The DPJ’s rise (and the LDP’s fall) is no longer debate material, but a welcome reality. As expected, the yen exhibited strength, and looks poised to test ¥92. The Nikkei meanwhile was quite volatile, gapping up, hitting a new ytd high at 10,767, tumbling into the start of the afternoon session to a low of 10,423, to close down 0.4% at 10,492. The star of the day, if you will, was the Jasdaq, up 1% to 50.49, right around its ytd high. Of course, now that the DPJ is in power, the real challenge is to keep campaign promises and stick to them, even if there is near-term pain — rather than postponing the pain as has often been the case.
In terms of the markets and forex, the DPJ has almost certainly created a situation for further yen strength (and sustained relative yen strength after everyone piles into the trade and eventually moves on). Domestic-demand stocks, while not immune to certain negative externalities of a strong yen, are likely to be favored over exporters. The exporters, whether they like it or not, will have to get accustomed to a stronger yen. To summarize the first day of trading after Japan’s historic election, it is suffice to say that politics is front and center as it should be, but the market reaction was diluted by both a dose of reality and by the 6.7% selloff in Shanghai.

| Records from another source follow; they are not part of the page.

//! Dynamic SQL values.

use crate::error::{Error, TypeError};
use serde::{Deserialize, Serialize};
use std::fmt;
use std::hash::{Hash, Hasher};

/// A dynamically-typed SQL value.
///
/// Used for parameter binding, result fetching, identifier values and the
/// disassembled state kept in the second-level cache.
#[derive(Debug, Clone, PartialEq, Serialize, Deserialize)]
pub enum Value {
    /// NULL value
    Null,

    /// Boolean value
    Bool(bool),

    /// 8-bit signed integer
    TinyInt(i8),

    /// 16-bit signed integer
    SmallInt(i16),

    /// 32-bit signed integer
    Int(i32),

    /// 64-bit signed integer
    BigInt(i64),

    /// 32-bit floating point
    Float(f32),

    /// 64-bit floating point
    Double(f64),

    /// Arbitrary precision decimal (stored as string)
    Decimal(String),

    /// Text string
    Text(String),

    /// Binary data
    Bytes(Vec<u8>),

    /// Date (days since epoch)
    Date(i32),

    /// Time (microseconds since midnight)
    Time(i64),

    /// Timestamp (microseconds since epoch)
    Timestamp(i64),

    /// Timestamp with timezone (microseconds since epoch, UTC)
    TimestampTz(i64),

    /// UUID (as 16 bytes)
    Uuid([u8; 16]),

    /// JSON value
    Json(serde_json::Value),
}

impl Value {
    /// Check if this value is NULL.
    pub const fn is_null(&self) -> bool {
        matches!(self, Value::Null)
    }

    /// Get the type name of this value.
    pub const fn type_name(&self) -> &'static str {
        match self {
            Value::Null => "NULL",
            Value::Bool(_) => "BOOLEAN",
            Value::TinyInt(_) => "TINYINT",
            Value::SmallInt(_) => "SMALLINT",
            Value::Int(_) => "INTEGER",
            Value::BigInt(_) => "BIGINT",
            Value::Float(_) => "REAL",
            Value::Double(_) => "DOUBLE",
            Value::Decimal(_) => "DECIMAL",
            Value::Text(_) => "TEXT",
            Value::Bytes(_) => "BLOB",
            Value::Date(_) => "DATE",
            Value::Time(_) => "TIME",
            Value::Timestamp(_) => "TIMESTAMP",
            Value::TimestampTz(_) => "TIMESTAMPTZ",
            Value::Uuid(_) => "UUID",
            Value::Json(_) => "JSON",
        }
    }

    /// Try to convert this value to a bool.
    pub fn as_bool(&self) -> Option<bool> {
        match self {
            Value::Bool(v) => Some(*v),
            Value::TinyInt(v) => Some(*v != 0),
            Value::SmallInt(v) => Some(*v != 0),
            Value::Int(v) => Some(*v != 0),
            Value::BigInt(v) => Some(*v != 0),
            _ => None,
        }
    }

    /// Try to convert this value to an i64.
    ///
    /// Only integer variants widen; booleans are not identifiers.
    pub fn as_i64(&self) -> Option<i64> {
        match self {
            Value::TinyInt(v) => Some(i64::from(*v)),
            Value::SmallInt(v) => Some(i64::from(*v)),
            Value::Int(v) => Some(i64::from(*v)),
            Value::BigInt(v) => Some(*v),
            _ => None,
        }
    }

    /// Try to convert this value to an f64.
    pub fn as_f64(&self) -> Option<f64> {
        match self {
            Value::Float(v) => Some(f64::from(*v)),
            Value::Double(v) => Some(*v),
            Value::TinyInt(v) => Some(f64::from(*v)),
            Value::SmallInt(v) => Some(f64::from(*v)),
            Value::Int(v) => Some(f64::from(*v)),
            Value::BigInt(v) => Some(*v as f64),
            Value::Decimal(s) => s.parse().ok(),
            _ => None,
        }
    }

    /// Try to get this value as a string reference.
    pub fn as_str(&self) -> Option<&str> {
        match self {
            Value::Text(s) => Some(s),
            Value::Decimal(s) => Some(s),
            _ => None,
        }
    }

    /// Try to get this value as a byte slice.
    pub fn as_bytes(&self) -> Option<&[u8]> {
        match self {
            Value::Bytes(b) => Some(b),
            Value::Text(s) => Some(s.as_bytes()),
            _ => None,
        }
    }

    /// Equality used for identifier and version comparison.
    ///
    /// Integer widths are normalized so a driver returning `BIGINT` for a
    /// key bound as `INTEGER` still matches. Everything else compares
    /// structurally.
    pub fn key_eq(&self, other: &Value) -> bool {
        match (self.as_i64(), other.as_i64()) {
            (Some(a), Some(b)) => a == b,
            (Some(_), None) | (None, Some(_)) => false,
            (None, None) => self == other,
        }
    }

    /// Hash consistent with [`Value::key_eq`].
    pub fn key_hash<H: Hasher>(&self, hasher: &mut H) {
        if let Some(i) = self.as_i64() {
            4u8.hash(hasher);
            i.hash(hasher);
            return;
        }
        match self {
            Value::Null => 0u8.hash(hasher),
            Value::Bool(b) => {
                1u8.hash(hasher);
                b.hash(hasher);
            }
            Value::Float(f) => {
                6u8.hash(hasher);
                f.to_bits().hash(hasher);
            }
            Value::Double(f) => {
                7u8.hash(hasher);
                f.to_bits().hash(hasher);
            }
            Value::Decimal(s) => {
                8u8.hash(hasher);
                s.hash(hasher);
            }
            Value::Text(s) => {
                9u8.hash(hasher);
                s.hash(hasher);
            }
            Value::Bytes(b) => {
                10u8.hash(hasher);
                b.hash(hasher);
            }
            Value::Date(d) => {
                11u8.hash(hasher);
                d.hash(hasher);
            }
            Value::Time(t) => {
                12u8.hash(hasher);
                t.hash(hasher);
            }
            Value::Timestamp(ts) => {
                13u8.hash(hasher);
                ts.hash(hasher);
            }
            Value::TimestampTz(ts) => {
                14u8.hash(hasher);
                ts.hash(hasher);
            }
            Value::Uuid(u) => {
                15u8.hash(hasher);
                u.hash(hasher);
            }
            Value::Json(j) => {
                16u8.hash(hasher);
                j.to_string().hash(hasher);
            }
            Value::TinyInt(_) | Value::SmallInt(_) | Value::Int(_) | Value::BigInt(_) => {}
        }
    }
}

/// Renders values the way they appear in diagnostics such as `Person#42`.
impl fmt::Display for Value {
    fn fmt(&self, f: &mut fmt::Formatter<'_>) -> fmt::Result {
        match self {
            Value::Null => write!(f, "null"),
            Value::Bool(v) => write!(f, "{v}"),
            Value::TinyInt(v) => write!(f, "{v}"),
            Value::SmallInt(v) => write!(f, "{v}"),
            Value::Int(v) => write!(f, "{v}"),
            Value::BigInt(v) => write!(f, "{v}"),
            Value::Float(v) => write!(f, "{v}"),
            Value::Double(v) => write!(f, "{v}"),
            Value::Decimal(v) | Value::Text(v) => write!(f, "{v}"),
            Value::Bytes(b) => write!(f, "<{} bytes>", b.len()),
            Value::Date(v) => write!(f, "{v}"),
            Value::Time(v) | Value::Timestamp(v) | Value::TimestampTz(v) => write!(f, "{v}"),
            Value::Uuid(u) => {
                for (i, byte) in u.iter().enumerate() {
                    if matches!(i, 4 | 6 | 8 | 10) {
                        write!(f, "-")?;
                    }
                    write!(f, "{byte:02x}")?;
                }
                Ok(())
            }
            Value::Json(j) => write!(f, "{j}"),
        }
    }
}

// Conversion implementations
impl From<bool> for Value {
    fn from(v: bool) -> Self {
        Value::Bool(v)
    }
}

impl From<i16> for Value {
    fn from(v: i16) -> Self {
        Value::SmallInt(v)
    }
}

impl From<i32> for Value {
    fn from(v: i32) -> Self {
        Value::Int(v)
    }
}

impl From<i64> for Value {
    fn from(v: i64) -> Self {
        Value::BigInt(v)
    }
}

impl From<f64> for Value {
    fn from(v: f64) -> Self {
        Value::Double(v)
    }
}

impl From<String> for Value {
    fn from(v: String) -> Self {
        Value::Text(v)
    }
}

impl From<&str> for Value {
    fn from(v: &str) -> Self {
        Value::Text(v.to_string())
    }
}

impl From<Vec<u8>> for Value {
    fn from(v: Vec<u8>) -> Self {
        Value::Bytes(v)
    }
}

impl<T: Into<Value>> From<Option<T>> for Value {
    fn from(v: Option<T>) -> Self {
        match v {
            Some(v) => v.into(),
            None => Value::Null,
        }
    }
}

impl From<[u8; 16]> for Value {
    fn from(v: [u8; 16]) -> Self {
        Value::Uuid(v)
    }
}

impl From<serde_json::Value> for Value {
    fn from(v: serde_json::Value) -> Self {
        Value::Json(v)
    }
}

// TryFrom implementations for extracting values

impl TryFrom<Value> for bool {
    type Error = Error;

    fn try_from(value: Value) -> Result<Self, Self::Error> {
        value.as_bool().ok_or_else(|| {
            Error::Type(TypeError {
                expected: "bool",
                actual: value.type_name().to_string(),
                column: None,
                rust_type: None,
            })
        })
    }
}

impl TryFrom<Value> for i64 {
    type Error = Error;

    fn try_from(value: Value) -> Result<Self, Self::Error> {
        value.as_i64().ok_or_else(|| {
            Error::Type(TypeError {
                expected: "i64",
                actual: value.type_name().to_string(),
                column: None,
                rust_type: None,
            })
        })
    }
}

impl TryFrom<Value> for String {
    type Error = Error;

    fn try_from(value: Value) -> Result<Self, Self::Error> {
        match value {
            Value::Text(s) | Value::Decimal(s) => Ok(s),
            other => Err(Error::Type(TypeError {
                expected: "string",
                actual: other.type_name().to_string(),
                column: None,
                rust_type: None,
            })),
        }
    }
}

Interesting developments in the Nikkei ahead of the parliamentary election at the end of this month, which at this point looks as if it will finally bring an end to LDP rule. A foreign exchange rate of $1/¥94 would have been practically inconceivable prior to the “Lehman shock” (as the Japanese refer to the genesis of the financial crisis), let alone a stock market rally. And now, ahead of what appears to be a DPJ (opposition party) that will let the yen appreciate and focus more on domestic demand (rightfully so), the stock indices are showing no fear of the yen.
A sustained rally in conjunction with even more yen appreciation bodes especially well for the domestic-oriented stocks, of which there are plenty — many that still have saliva-inducing valuations. However, exporters remain the headline grabbers, and it is not clear just how much yen strength can or will be tolerated (one suggestion is ¥87 is the trip wire, a level reached early this year, and a level not seen previously since the mid-90s). That being said, again what makes this all very interesting is that although the strong yen makes Japanese exports less competitive (great instead for instance, for South Korea [[EWY]], it does allow them to invest more in production overseas, a win-win for the Japanese and local FDI recipient economies.
What worries me though is the pace of reform(s) versus expectations, assuming a DPJ victory. Meantime, there is no debating the fragility of the domestic/global economy and the recovery thus far in equities. Domestic and overseas investors are very fickle and just as quickly as money has been flowing in, it can reverse course equally as quickly. The seemingly conservative, opportunistic play would be to go long the yen [[FXY]]. The DPJ’s financial advisors (and by extension, one of them possibly being tapped as finance minister) have already gone public saying they don’t intend to intervene in forex, except in extraordinary cases. Another play would be to look at the smaller-cap funds like [[DFJ]] and [[JSC]], but unfortunately, these are not very liquid and are quite fragmented. Time-permitting I will look at posting some specific stock picks.
At the time of publishing, the author does not own any long/short positions in the funds mentioned.